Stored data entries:
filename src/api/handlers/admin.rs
//! Handlers for the admin authentication endpoints.
//!
//! Admin sessions are stateful, so sign-out here actually revokes the
//! session server-side rather than just clearing the cookie.

use axum::{Json, extract::State, http::HeaderMap, http::StatusCode};

use crate::{
    AppState,
    api::models::auth::{
        AdminAuthResponse, AdminMeResponse, AuthSuccessResponse, SessionResponse, SigninRequest, clear_session_cookie, session_cookie,
    },
    auth::{extract::CurrentAdmin, middleware::cookie_value, session},
    errors::Error,
};

/// Sign in as an administrator
#[utoipa::path(
    post,
    path = "/admin/signin",
    request_body = SigninRequest,
    tag = "admin",
    responses(
        (status = 200, description = "Signed in", body = AdminAuthResponse),
        (status = 401, description = "Invalid credentials"),
    )
)]
#[tracing::instrument(skip_all)]
pub async fn admin_signin(
    State(state): State<AppState>,
    Json(request): Json<SigninRequest>,
) -> Result<SessionResponse<AdminAuthResponse>, Error> {
    let mut conn = state.db.acquire().await.map_err(|e| Error::Database(e.into()))?;

    let (admin, token) = session::sign_in_admin(&mut conn, &request.email, &request.password, &state.config).await?;
    let cookie = session_cookie(&token, &state.config.auth.admin_session);

    Ok(SessionResponse {
        status: StatusCode::OK,
        body: AdminAuthResponse {
            success: true,
            admin: admin.into(),
        },
        cookie,
    })
}

/// Get the signed-in administrator
#[utoipa::path(
    get,
    path = "/admin/me",
    tag = "admin",
    responses(
        (status = 200, description = "Current administrator", body = AdminMeResponse),
        (status = 401, description = "Not signed in"),
    )
)]
#[tracing::instrument(skip_all)]
pub async fn admin_me(current_admin: CurrentAdmin) -> Json<AdminMeResponse> {
    Json(AdminMeResponse {
        admin: crate::api::models::admins::AdminResponse {
            id: current_admin.id,
            name: current_admin.name,
            email: current_admin.email,
            created_at: current_admin.created_at,
        },
    })
}

/// Sign out as an administrator, revoking the session server-side
///
/// Succeeds whether or not a session was present; revoking an already
/// revoked session is a no-op.
#[utoipa::path(
    post,
    path = "/admin/signout",
    tag = "admin",
    responses(
        (status = 200, description = "Signed out", body = AuthSuccessResponse),
    )
)]
#[tracing::instrument(skip_all)]
pub async fn admin_signout(State(state): State<AppState>, headers: HeaderMap) -> Result<SessionResponse<AuthSuccessResponse>, Error> {
    if let Some(token) = cookie_value(&headers, &state.config.auth.admin_session.cookie_name) {
        let mut conn = state.db.acquire().await.map_err(|e| Error::Database(e.into()))?;
        session::destroy_admin_session(&mut conn, &token).await?;
    }

    Ok(SessionResponse {
        status: StatusCode::OK,
        body: AuthSuccessResponse {
            success: true,
            message: "Signed out successfully".to_string(),
        },
        cookie: clear_session_cookie(&state.config.auth.admin_session),
    })
}
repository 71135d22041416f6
//! Database repository for administrator accounts.

use crate::types::{AdminId, abbrev_uuid};
use crate::db::{
    errors::{DbError, Result},
    handlers::repository::Repository,
    models::admins::{AdminCreateDBRequest, AdminDBResponse, AdminUpdateDBRequest},
};
use sqlx::PgConnection;
use tracing::instrument;
use uuid::Uuid;

/// Filter for listing admins
#[derive(Debug, Clone)]
pub struct AdminFilter {
    pub skip: i64,
    pub limit: i64,
}

pub struct Admins<'c> {
    db: &'c mut PgConnection,
}

impl<'c> Admins<'c> {
    pub fn new(db: &'c mut PgConnection) -> Self {
        Self { db }
    }

    /// Case-sensitive email lookup, same contract as the user repository.
    #[instrument(skip(self, email), err)]
    pub async fn get_by_email(&mut self, email: &str) -> Result<Option<AdminDBResponse>> {
        let admin = sqlx::query_as::<_, AdminDBResponse>("SELECT * FROM admins WHERE email = $1")
            .bind(email)
            .fetch_optional(&mut *self.db)
            .await?;

        Ok(admin)
    }
}

#[async_trait::async_trait]
impl<'c> Repository for Admins<'c> {
    type CreateRequest = AdminCreateDBRequest;
    type UpdateRequest = AdminUpdateDBRequest;
    type Response = AdminDBResponse;
    type Id = AdminId;
    type Filter = AdminFilter;

    #[instrument(skip(self, request), fields(email = %request.email), err)]
    async fn create(&mut self, request: &Self::CreateRequest) -> Result<Self::Response> {
        let admin_id = Uuid::new_v4();

        let admin = sqlx::query_as::<_, AdminDBResponse>(
            r#"
            INSERT INTO admins (id, name, email, password_hash)
            VALUES ($1, $2, $3, $4)
            RETURNING *
            "#,
        )
        .bind(admin_id)
        .bind(&request.name)
        .bind(&request.email)
        .bind(&request.password_hash)
        .fetch_one(&mut *self.db)
        .await?;

        Ok(admin)
    }

    #[instrument(skip(self), fields(admin_id = %abbrev_uuid(&id)), err)]
    async fn get_by_id(&mut self, id: Self::Id) -> Result<Option<Self::Response>> {
        let admin = sqlx::query_as::<_, AdminDBResponse>("SELECT * FROM admins WHERE id = $1")
            .bind(id)
            .fetch_optional(&mut *self.db)
            .await?;

        Ok(admin)
    }

    #[instrument(skip(self, filter), fields(limit = filter.limit, skip = filter.skip), err)]
    async fn list(&mut self, filter: &Self::Filter) -> Result<Vec<Self::Response>> {
        let admins = sqlx::query_as::<_, AdminDBResponse>("SELECT * FROM admins ORDER BY created_at DESC LIMIT $1 OFFSET $2")
            .bind(filter.limit)
            .bind(filter.skip)
            .fetch_all(&mut *self.db)
            .await?;

        Ok(admins)
    }

    #[instrument(skip(self), fields(admin_id = %abbrev_uuid(&id)), err)]
    async fn delete(&mut self, id: Self::Id) -> Result<bool> {
        let result = sqlx::query("DELETE FROM admins WHERE id = $1")
            .bind(id)
            .execute(&mut *self.db)
            .await?;

        Ok(result.rows_affected() > 0)
    }

    #[instrument(skip(self, request), fields(admin_id = %abbrev_uuid(&id)), err)]
    async fn update(&mut self, id: Self::Id, request: &Self::UpdateRequest) -> Result<Self::Response> {
        let admin = sqlx::query_as::<_, AdminDBResponse>(
            r#"
            UPDATE admins SET
                name = COALESCE($2, name),
                password_hash = COALESCE($3, password_hash)
            WHERE id = $1
            RETURNING *
            "#,
        )
        .bind(id)
        .bind(&request.name)
        .bind(&request.password_hash)
        .fetch_optional(&mut *self.db)
        .await?
        .ok_or(DbError::NotFound)?;

        Ok(admin)
    }
}
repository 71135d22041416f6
//! OpenAPI documentation for the authentication API, served at `/docs`.

use utoipa::OpenApi;

use crate::api::{handlers, models};

#[derive(OpenApi)]
#[openapi(
    info(
        title = "Lingua Auth API",
        description = "Session-based authentication for the Lingua platform: \
            learner sign-up/sign-in with stateless cookie sessions, and a \
            separate stateful admin session surface."
    ),
    paths(
        handlers::auth::signup,
        handlers::auth::signin,
        handlers::auth::signout,
        handlers::auth::me,
        handlers::admin::admin_signin,
        handlers::admin::admin_me,
        handlers::admin::admin_signout,
    ),
    components(schemas(
        models::auth::SignupRequest,
        models::auth::SigninRequest,
        models::auth::AuthResponse,
        models::auth::AdminAuthResponse,
        models::auth::MeResponse,
        models::auth::AdminMeResponse,
        models::auth::AuthSuccessResponse,
        models::users::UserResponse,
        models::admins::AdminResponse,
    )),
    tags(
        (name = "auth", description = "Learner authentication"),
        (name = "admin", description = "Administrator authentication"),
    )
)]
pub struct ApiDoc;
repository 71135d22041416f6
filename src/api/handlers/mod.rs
pub mod admin;
pub mod auth;
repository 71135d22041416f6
//! Handlers for the learner-facing authentication endpoints.

use axum::{Json, extract::State, http::StatusCode};

use crate::{
    AppState,
    api::models::auth::{
        AuthResponse, AuthSuccessResponse, MeResponse, SessionResponse, SigninRequest, SignupRequest, clear_session_cookie, session_cookie,
    },
    auth::{extract::CurrentUser, session},
    errors::Error,
};

/// Register a new account
#[utoipa::path(
    post,
    path = "/signup",
    request_body = SignupRequest,
    tag = "auth",
    responses(
        (status = 201, description = "Account created", body = AuthResponse),
        (status = 400, description = "Validation failure or duplicate email"),
    )
)]
#[tracing::instrument(skip_all)]
pub async fn signup(State(state): State<AppState>, Json(request): Json<SignupRequest>) -> Result<SessionResponse<AuthResponse>, Error> {
    let mut conn = state.db.acquire().await.map_err(|e| Error::Database(e.into()))?;

    let (user, token) = session::sign_up_user(&mut conn, &request, &state.config).await?;
    let cookie = session_cookie(&token, &state.config.auth.user_session);

    Ok(SessionResponse {
        status: StatusCode::CREATED,
        body: AuthResponse {
            success: true,
            user: user.into(),
        },
        cookie,
    })
}

/// Sign in with email and password
#[utoipa::path(
    post,
    path = "/signin",
    request_body = SigninRequest,
    tag = "auth",
    responses(
        (status = 200, description = "Signed in", body = AuthResponse),
        (status = 401, description = "Invalid credentials"),
    )
)]
#[tracing::instrument(skip_all)]
pub async fn signin(State(state): State<AppState>, Json(request): Json<SigninRequest>) -> Result<SessionResponse<AuthResponse>, Error> {
    let mut conn = state.db.acquire().await.map_err(|e| Error::Database(e.into()))?;

    let (user, token) = session::sign_in_user(&mut conn, &request.email, &request.password, &state.config).await?;
    let cookie = session_cookie(&token, &state.config.auth.user_session);

    Ok(SessionResponse {
        status: StatusCode::OK,
        body: AuthResponse {
            success: true,
            user: user.into(),
        },
        cookie,
    })
}

/// Sign out (clear the session cookie)
///
/// User sessions are stateless, so there is nothing to revoke server-side;
/// the endpoint succeeds whether or not a session was present.
#[utoipa::path(
    post,
    path = "/signout",
    tag = "auth",
    responses(
        (status = 200, description = "Signed out", body = AuthSuccessResponse),
    )
)]
#[tracing::instrument(skip_all)]
pub async fn signout(State(state): State<AppState>) -> SessionResponse<AuthSuccessResponse> {
    SessionResponse {
        status: StatusCode::OK,
        body: AuthSuccessResponse {
            success: true,
            message: "Signed out successfully".to_string(),
        },
        cookie: clear_session_cookie(&state.config.auth.user_session),
    }
}

/// Get the signed-in account
#[utoipa::path(
    get,
    path = "/me",
    tag = "auth",
    responses(
        (status = 200, description = "Current account", body = MeResponse),
        (status = 401, description = "Not signed in"),
    )
)]
#[tracing::instrument(skip_all)]
pub async fn me(current_user: CurrentUser) -> Json<MeResponse> {
    Json(MeResponse {
        user: crate::api::models::users::UserResponse {
            id: current_user.id,
            name: current_user.name,
            email: current_user.email,
            spoken_language: current_user.spoken_language,
            learning_language: current_user.learning_language,
            created_at: current_user.created_at,
        },
    })
}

> **Your task**:
Give back exactly the lines above, from the line containing "use uuid::Uuid;" through the line containing "INSERT INTO admins", with both end lines and nothing more.

> **Exercise result**:
use uuid::Uuid;

/// Filter for listing admins
#[derive(Debug, Clone)]
pub struct AdminFilter {
    pub skip: i64,
    pub limit: i64,
}

pub struct Admins<'c> {
    db: &'c mut PgConnection,
}

impl<'c> Admins<'c> {
    pub fn new(db: &'c mut PgConnection) -> Self {
        Self { db }
    }

    /// Case-sensitive email lookup, same contract as the user repository.
    #[instrument(skip(self, email), err)]
    pub async fn get_by_email(&mut self, email: &str) -> Result<Option<AdminDBResponse>> {
        let admin = sqlx::query_as::<_, AdminDBResponse>("SELECT * FROM admins WHERE email = $1")
            .bind(email)
            .fetch_optional(&mut *self.db)
            .await?;

        Ok(admin)
    }
}

#[async_trait::async_trait]
impl<'c> Repository for Admins<'c> {
    type CreateRequest = AdminCreateDBRequest;
    type UpdateRequest = AdminUpdateDBRequest;
    type Response = AdminDBResponse;
    type Id = AdminId;
    type Filter = AdminFilter;

    #[instrument(skip(self, request), fields(email = %request.email), err)]
    async fn create(&mut self, request: &Self::CreateRequest) -> Result<Self::Response> {
        let admin_id = Uuid::new_v4();

        let admin = sqlx::query_as::<_, AdminDBResponse>(
            r#"
            INSERT INTO admins (id, name, email, password_hash)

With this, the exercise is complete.